TASK PROMPT: Set down exactly the lines in the records below that run from the line with "filename model/src/nodestop.rs" to the line with "impl PartialOrd for", inclusive, and nothing more.

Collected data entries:
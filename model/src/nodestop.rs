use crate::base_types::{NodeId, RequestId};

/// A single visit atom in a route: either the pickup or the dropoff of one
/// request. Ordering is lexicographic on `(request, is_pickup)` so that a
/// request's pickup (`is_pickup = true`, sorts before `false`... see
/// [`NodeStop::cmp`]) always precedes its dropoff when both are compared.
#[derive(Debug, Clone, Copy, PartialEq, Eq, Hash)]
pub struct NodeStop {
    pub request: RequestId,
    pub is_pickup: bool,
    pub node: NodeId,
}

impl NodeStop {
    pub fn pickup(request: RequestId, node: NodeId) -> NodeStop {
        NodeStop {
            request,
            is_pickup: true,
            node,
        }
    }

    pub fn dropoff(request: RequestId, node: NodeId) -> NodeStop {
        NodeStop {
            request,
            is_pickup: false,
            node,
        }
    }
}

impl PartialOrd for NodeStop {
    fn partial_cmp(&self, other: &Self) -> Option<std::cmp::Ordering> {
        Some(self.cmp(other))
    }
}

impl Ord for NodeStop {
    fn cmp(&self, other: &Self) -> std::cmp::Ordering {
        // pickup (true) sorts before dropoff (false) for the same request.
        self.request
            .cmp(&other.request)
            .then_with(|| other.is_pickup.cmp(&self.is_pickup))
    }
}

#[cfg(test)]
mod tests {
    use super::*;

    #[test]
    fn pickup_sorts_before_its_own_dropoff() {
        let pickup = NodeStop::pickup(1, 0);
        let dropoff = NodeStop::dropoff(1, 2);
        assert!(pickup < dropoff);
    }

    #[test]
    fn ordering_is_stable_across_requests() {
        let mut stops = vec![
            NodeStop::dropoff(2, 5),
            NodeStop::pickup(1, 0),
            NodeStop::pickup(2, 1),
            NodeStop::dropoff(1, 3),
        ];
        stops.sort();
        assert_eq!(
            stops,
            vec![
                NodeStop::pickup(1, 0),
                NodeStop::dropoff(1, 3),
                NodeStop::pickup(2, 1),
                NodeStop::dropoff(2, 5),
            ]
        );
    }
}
...
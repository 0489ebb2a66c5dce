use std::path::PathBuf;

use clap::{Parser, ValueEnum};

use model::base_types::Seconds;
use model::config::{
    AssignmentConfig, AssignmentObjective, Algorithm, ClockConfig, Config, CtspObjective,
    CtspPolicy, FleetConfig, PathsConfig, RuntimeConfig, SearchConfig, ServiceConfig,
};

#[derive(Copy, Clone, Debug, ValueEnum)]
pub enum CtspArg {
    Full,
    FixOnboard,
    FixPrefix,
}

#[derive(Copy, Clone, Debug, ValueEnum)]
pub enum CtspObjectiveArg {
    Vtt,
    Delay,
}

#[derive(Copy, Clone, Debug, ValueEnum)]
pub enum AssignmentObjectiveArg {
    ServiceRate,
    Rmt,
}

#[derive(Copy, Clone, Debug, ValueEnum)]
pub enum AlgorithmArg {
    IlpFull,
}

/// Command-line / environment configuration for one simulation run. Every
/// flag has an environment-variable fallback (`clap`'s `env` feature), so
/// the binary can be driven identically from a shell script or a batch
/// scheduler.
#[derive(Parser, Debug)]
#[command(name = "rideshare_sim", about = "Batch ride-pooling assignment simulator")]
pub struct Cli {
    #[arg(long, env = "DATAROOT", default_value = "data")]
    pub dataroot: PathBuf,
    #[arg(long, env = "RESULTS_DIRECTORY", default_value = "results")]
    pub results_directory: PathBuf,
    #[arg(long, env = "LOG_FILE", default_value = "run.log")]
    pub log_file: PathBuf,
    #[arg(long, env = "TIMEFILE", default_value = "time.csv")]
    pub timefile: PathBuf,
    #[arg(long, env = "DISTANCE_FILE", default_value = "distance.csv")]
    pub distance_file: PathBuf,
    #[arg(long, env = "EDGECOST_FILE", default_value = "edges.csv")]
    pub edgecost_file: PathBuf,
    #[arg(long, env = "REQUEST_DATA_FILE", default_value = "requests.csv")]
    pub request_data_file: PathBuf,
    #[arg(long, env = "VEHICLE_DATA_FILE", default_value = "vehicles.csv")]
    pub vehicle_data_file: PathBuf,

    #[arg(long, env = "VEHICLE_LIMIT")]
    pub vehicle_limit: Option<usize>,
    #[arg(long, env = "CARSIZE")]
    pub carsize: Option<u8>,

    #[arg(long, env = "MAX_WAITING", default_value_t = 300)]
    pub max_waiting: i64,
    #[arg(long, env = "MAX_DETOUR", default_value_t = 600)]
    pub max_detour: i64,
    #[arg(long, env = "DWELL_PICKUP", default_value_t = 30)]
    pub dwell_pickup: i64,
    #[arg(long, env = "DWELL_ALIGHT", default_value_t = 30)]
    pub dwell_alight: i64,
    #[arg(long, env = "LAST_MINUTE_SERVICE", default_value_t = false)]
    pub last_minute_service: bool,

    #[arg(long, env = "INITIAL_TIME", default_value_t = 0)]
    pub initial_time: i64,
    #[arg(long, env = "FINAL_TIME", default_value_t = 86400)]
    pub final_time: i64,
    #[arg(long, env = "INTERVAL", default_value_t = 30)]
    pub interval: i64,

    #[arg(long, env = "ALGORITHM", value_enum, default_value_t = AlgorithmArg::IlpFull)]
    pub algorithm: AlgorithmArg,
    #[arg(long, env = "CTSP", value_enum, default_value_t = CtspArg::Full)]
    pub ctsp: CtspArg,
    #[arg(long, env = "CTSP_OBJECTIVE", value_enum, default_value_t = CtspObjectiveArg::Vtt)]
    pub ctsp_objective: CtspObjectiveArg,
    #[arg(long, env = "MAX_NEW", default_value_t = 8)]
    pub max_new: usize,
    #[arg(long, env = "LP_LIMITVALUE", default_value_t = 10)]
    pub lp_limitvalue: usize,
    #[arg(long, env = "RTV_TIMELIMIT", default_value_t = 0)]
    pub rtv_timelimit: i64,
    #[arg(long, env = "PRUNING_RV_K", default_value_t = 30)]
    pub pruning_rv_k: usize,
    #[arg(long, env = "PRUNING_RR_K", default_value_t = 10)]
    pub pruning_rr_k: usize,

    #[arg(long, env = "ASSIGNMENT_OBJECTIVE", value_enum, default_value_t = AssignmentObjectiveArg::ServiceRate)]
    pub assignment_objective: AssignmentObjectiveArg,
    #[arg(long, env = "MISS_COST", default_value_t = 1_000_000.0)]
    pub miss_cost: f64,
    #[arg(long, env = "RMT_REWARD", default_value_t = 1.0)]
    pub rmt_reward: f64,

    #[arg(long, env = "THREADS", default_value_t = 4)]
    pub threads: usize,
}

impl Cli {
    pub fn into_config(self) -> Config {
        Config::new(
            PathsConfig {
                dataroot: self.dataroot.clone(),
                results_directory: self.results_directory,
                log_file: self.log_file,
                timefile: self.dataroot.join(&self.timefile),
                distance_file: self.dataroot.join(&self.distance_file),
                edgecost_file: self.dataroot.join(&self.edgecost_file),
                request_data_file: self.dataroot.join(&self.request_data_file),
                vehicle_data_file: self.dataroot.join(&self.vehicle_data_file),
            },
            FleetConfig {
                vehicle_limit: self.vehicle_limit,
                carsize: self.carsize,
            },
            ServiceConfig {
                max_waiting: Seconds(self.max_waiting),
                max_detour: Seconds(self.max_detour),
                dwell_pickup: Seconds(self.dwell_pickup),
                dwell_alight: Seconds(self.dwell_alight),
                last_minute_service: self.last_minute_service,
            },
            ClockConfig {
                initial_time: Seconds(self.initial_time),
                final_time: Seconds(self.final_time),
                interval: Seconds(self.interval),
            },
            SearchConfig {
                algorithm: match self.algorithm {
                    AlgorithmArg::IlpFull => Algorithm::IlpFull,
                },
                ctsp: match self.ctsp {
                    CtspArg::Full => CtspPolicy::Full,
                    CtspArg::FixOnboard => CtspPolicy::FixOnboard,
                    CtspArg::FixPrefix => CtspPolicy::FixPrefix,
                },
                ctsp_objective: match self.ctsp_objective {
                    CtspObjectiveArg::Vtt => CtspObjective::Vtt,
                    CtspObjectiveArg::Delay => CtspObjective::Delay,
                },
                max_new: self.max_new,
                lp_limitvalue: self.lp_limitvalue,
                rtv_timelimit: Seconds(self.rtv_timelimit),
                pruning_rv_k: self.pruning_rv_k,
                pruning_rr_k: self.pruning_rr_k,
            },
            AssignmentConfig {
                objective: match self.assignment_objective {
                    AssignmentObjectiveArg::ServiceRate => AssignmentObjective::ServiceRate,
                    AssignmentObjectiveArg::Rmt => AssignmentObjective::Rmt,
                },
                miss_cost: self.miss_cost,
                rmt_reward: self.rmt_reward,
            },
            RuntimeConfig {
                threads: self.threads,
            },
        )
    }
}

EXERCISE RESULT:
filename model/src/nodestop.rs
use crate::base_types::{NodeId, RequestId};

/// A single visit atom in a route: either the pickup or the dropoff of one
/// request. Ordering is lexicographic on `(request, is_pickup)` so that a
/// request's pickup (`is_pickup = true`, sorts before `false`... see
/// [`NodeStop::cmp`]) always precedes its dropoff when both are compared.
#[derive(Debug, Clone, Copy, PartialEq, Eq, Hash)]
pub struct NodeStop {
    pub request: RequestId,
    pub is_pickup: bool,
    pub node: NodeId,
}

impl NodeStop {
    pub fn pickup(request: RequestId, node: NodeId) -> NodeStop {
        NodeStop {
            request,
            is_pickup: true,
            node,
        }
    }

    pub fn dropoff(request: RequestId, node: NodeId) -> NodeStop {
        NodeStop {
            request,
            is_pickup: false,
            node,
        }
    }
}

impl PartialOrd for NodeStop {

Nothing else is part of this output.